`Weak' economic recovery shows up at Muscle Beach

AS of next month, the current economic expansion will match the record for the longest modern peacetime recovery - that between 1975 and 1980. (One in the late 1700s may have been longer.)

Moreover, economists are pretty well agreed that this expansion, now 57 months old, will continue well into 1988 if not '89. A consensus of nearly 50 economists surveyed by Blue Chip Economic Worldscan looks to a full-fledged recession in the United States economy only in the second quarter of 1989. The group had on average previously thought it might occur in 1988.

But this expansion has some ways to go to beat the record 106 months of the 1961-69 recovery during the Vietnam war or the 80 months of the World War II 1938-45 recovery.

Another point: Economists have been bad-mouthing this recovery for a long time, terming it weak. Recent upward statistical revisions of national output numbers show that's not so.
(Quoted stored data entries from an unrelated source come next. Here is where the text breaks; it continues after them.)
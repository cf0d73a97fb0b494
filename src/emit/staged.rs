//! Components for a staged output tree.
//!
//! Every file under a staged directory gets a component in the install
//! directory matching its on-disk location. Unlike dependency components,
//! staged components are not de-duplicated across invocations and carry
//! random identifiers; only their install paths and any discovered module
//! identities feed the session, so later dependency walks treat the staged
//! binaries as already placed.

use std::fs;
use std::path::{Path, PathBuf};

use anyhow::{Context, Result};
use tracing::warn;

use crate::emit::{CONDITION_ALWAYS, component_fragment, longpath};
use crate::naming;
use crate::resolve::ModuleReader;
use crate::session::Session;

pub struct StagedTreeRequest<'a> {
    /// Staged directory to mirror.
    pub target: &'a Path,
    /// Install directory for files at the top level of the staged tree.
    pub root_directory: &'a str,
    /// Prefix shared with the matching directory markup.
    pub prefix: &'a str,
    /// File extensions to leave out, `.ext` form.
    pub ignore_extensions: &'a [String],
    /// Dependency set receiving install paths and discovered identities.
    pub dependency_set: Option<&'a str>,
}

pub fn emit_staged_tree(
    reader: &dyn ModuleReader,
    out_dir: &Path,
    request: &StagedTreeRequest<'_>,
    session: &mut Session,
    out: &mut String,
) -> Result<()> {
    // Top-level files install into the caller-declared root directory and
    // keep deterministic, name-derived identifiers.
    for file in files_in(request.target)? {
        let file_name = lossy_file_name(&file);
        if is_ignored(&file_name, request.ignore_extensions) {
            continue;
        }

        let sanitized = naming::filter_junk(&file_name);
        let component_id = naming::limit_right(
            naming::ID_LIMIT,
            &format!("{}_{}C", request.prefix, sanitized),
        );
        let file_id =
            naming::limit_right(naming::ID_LIMIT, &format!("{}_{}", request.prefix, sanitized));

        out.push_str(&component_fragment(
            Some(request.root_directory),
            &component_id,
            &naming::new_upper_guid(),
            &file_id,
            &file.to_string_lossy(),
            CONDITION_ALWAYS,
        ));
    }

    let base = request.target.to_string_lossy().into_owned();
    walk(reader, out_dir, request, &base, request.target, session, out)
}

fn walk(
    reader: &dyn ModuleReader,
    out_dir: &Path,
    request: &StagedTreeRequest<'_>,
    base: &str,
    dir: &Path,
    session: &mut Session,
    out: &mut String,
) -> Result<()> {
    for child in directories_in(dir)? {
        let directory_id = naming::directory_id(base, request.prefix, &child);
        emit_directory_files(reader, out_dir, request, &child, &directory_id, session, out)?;
        walk(reader, out_dir, request, base, &child, session, out)?;
    }
    Ok(())
}

fn emit_directory_files(
    reader: &dyn ModuleReader,
    out_dir: &Path,
    request: &StagedTreeRequest<'_>,
    dir: &Path,
    directory_id: &str,
    session: &mut Session,
    out: &mut String,
) -> Result<()> {
    for file in files_in(dir)? {
        let file_name = lossy_file_name(&file);
        if is_ignored(&file_name, request.ignore_extensions) {
            continue;
        }

        let source = longpath::shorten(out_dir, &file)?;

        // Staged modules count as placed for later dependency walks.
        if file_name.ends_with(".wasm") {
            match reader.identity(&file) {
                Ok(identity) => {
                    session.components_mut(request.dependency_set).insert(identity);
                }
                Err(err) => warn!("staged module {} has no readable identity: {err:#}", file.display()),
            }
        }

        let install_target = format!("{directory_id}/{file_name}");
        if !session.paths_mut(request.dependency_set).insert(install_target) {
            continue;
        }

        out.push_str(&component_fragment(
            Some(directory_id),
            &format!("pubc{}", naming::new_upper_token()),
            &naming::new_upper_guid(),
            &format!("pub{}", naming::new_upper_token()),
            &source.to_string_lossy(),
            CONDITION_ALWAYS,
        ));
    }
    Ok(())
}

fn lossy_file_name(path: &Path) -> String {
    path.file_name()
        .map(|name| name.to_string_lossy().into_owned())
        .unwrap_or_default()
}

fn is_ignored(file_name: &str, ignore_extensions: &[String]) -> bool {
    ignore_extensions.iter().any(|ext| file_name.ends_with(ext.as_str()))
}

fn files_in(dir: &Path) -> Result<Vec<PathBuf>> {
    entries_of_kind(dir, |is_dir| !is_dir)
}

fn directories_in(dir: &Path) -> Result<Vec<PathBuf>> {
    entries_of_kind(dir, |is_dir| is_dir)
}

fn entries_of_kind(dir: &Path, keep: fn(bool) -> bool) -> Result<Vec<PathBuf>> {
    let entries = fs::read_dir(dir)
        .with_context(|| format!("failed to list staged directory {}", dir.display()))?;
    let mut kept: Vec<_> = entries
        .filter_map(Result::ok)
        .filter(|entry| {
            entry
                .file_type()
                .map(|kind| keep(kind.is_dir()))
                .unwrap_or(false)
        })
        .map(|entry| entry.path())
        .collect();
    kept.sort();
    Ok(kept)
}
//! Transitive reference walk.
//!
//! Starting from a root module, every declared reference is resolved to a
//! file under the root's directory tree. References with no file under that
//! tree are assumed platform-provided and skipped; this search-path policy is
//! the contract, not a runtime query.

use std::collections::HashSet;
use std::path::{Path, PathBuf};

use anyhow::{Context, Result};
use tracing::{debug, warn};
use walkdir::WalkDir;

use crate::identity::ModuleIdentity;
use crate::resolve::reader::{ModuleReader, ModuleRef};

/// Extensions a reference may resolve to, tried in order.
pub const MODULE_EXTENSIONS: &[&str] = &["wasm", "cwasm"];

pub struct ReferenceWalker<'a> {
    reader: &'a dyn ModuleReader,
}

impl<'a> ReferenceWalker<'a> {
    pub fn new(reader: &'a dyn ModuleReader) -> Self {
        Self { reader }
    }

    /// The transitive closure of `root`'s resolvable references, excluding
    /// the root itself. Each identity appears once; order is not significant.
    ///
    /// An unreadable root is a hard error. Unreadable referenced modules end
    /// their branch of the walk without failing the rest.
    pub fn dependencies(&self, root: &Path) -> Result<HashSet<ModuleIdentity>> {
        let base = root.parent().unwrap_or(Path::new("")).to_path_buf();
        let references = self
            .reader
            .try_references(root)
            .with_context(|| format!("cannot read references of {}", root.display()))?;

        let mut closure = HashSet::new();
        self.walk(&base, references, &mut closure);
        Ok(closure)
    }

    fn walk(&self, base: &Path, references: Vec<ModuleRef>, closure: &mut HashSet<ModuleIdentity>) {
        for reference in references {
            let Some(path) = resolve_reference(base, &reference) else {
                debug!(
                    "no file for {} under {}, treating as platform-provided",
                    reference.full_name(),
                    base.display()
                );
                continue;
            };

            let identity = match ModuleIdentity::from_file(&path, reference.full_name()) {
                Ok(identity) => identity,
                Err(err) => {
                    warn!("skipping reference {}: {err:#}", reference.full_name());
                    continue;
                }
            };

            // Already handled, possibly through a reference cycle.
            if !closure.insert(identity) {
                continue;
            }

            let next = self.reader.references(&path);
            self.walk(base, next, closure);
        }
    }
}

/// Resolve a declared reference to a file: direct children of `base` first,
/// then the first match anywhere beneath it.
fn resolve_reference(base: &Path, reference: &ModuleRef) -> Option<PathBuf> {
    let guess = reference.guessed_file_name();

    for extension in MODULE_EXTENSIONS {
        let direct = base.join(format!("{guess}.{extension}"));
        if direct.is_file() {
            return Some(direct);
        }
    }

    for extension in MODULE_EXTENSIONS {
        if let Some(found) = find_beneath(base, &format!("{guess}.{extension}")) {
            return Some(found);
        }
    }

    None
}

fn find_beneath(base: &Path, file_name: &str) -> Option<PathBuf> {
    WalkDir::new(base)
        .sort_by_file_name()
        .into_iter()
        .filter_map(Result::ok)
        .find(|entry| {
            entry.file_type().is_file()
                && entry
                    .file_name()
                    .to_string_lossy()
                    .eq_ignore_ascii_case(file_name)
        })
        .map(|entry| entry.into_path())
}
``It has come out fairly close to the previous two long expansions,'' notes Geoffrey Moore, director of the Center for International Business Cycle Research. Real gross national product has risen 20.2 percent so far in this recovery, close to the 21.4 percent in the same number of quarters in 1975-80, and 25.6 percent during the Vietnam war expansion. The growth in employment for the same three expansions was 13.6 percent, 16.4 percent, and 8.9 percent, respectively.

Indeed, economists and the markets got something of a shock Friday when the industrial production index for July rose a robust 0.8 percent, considerably more than predicted. That, combined with an increase in business sales of 1.5 percent and a decline in unemployment last month to 5.9 percent, once more proved that the expansion has not gone limp yet.

To borrow a phrase from the stock market, Friday was something of a ``triple witching hour'' for statistics. Government officials also reported that the US trade deficit widened to $15.71 billion in June, possibly the worst shortfall ever. And wholesale prices, measured by the producer price index, rose a modest 0.2 percent last month. Large price jumps for gasoline and heating oil were offset by slightly lower food prices.

If the economy is doing pretty well, why does the recovery get a poor rating from so many people?

Nicholas Perna, chief economist of Connecticut National Bank, suspects the reason is the sharp structural changes that have taken place in the economy. Many businessmen and their employers get hurt by these unexpected shifts.

The dollar strengthened dramatically in the first half of the decade, before plunging back downward after February 1985. Oil prices surged upward briefly to $40 a barrel early in the 1980s before plunging to $10 a barrel last spring. Now they are above $20 again.

When the dollar strengthened, imports suddenly became tough competition for some domestic producers, and exports more difficult. Oil price changes made some machinery obsolete if designed for the wrong level of fuel prices.

This recovery, Mr. Perna says, is ``so different.''

Despite such difficulties, the economy on average has been growing at approximately its long-term growth potential of about 2.5 percent during the present expansion. And that's not bad at all.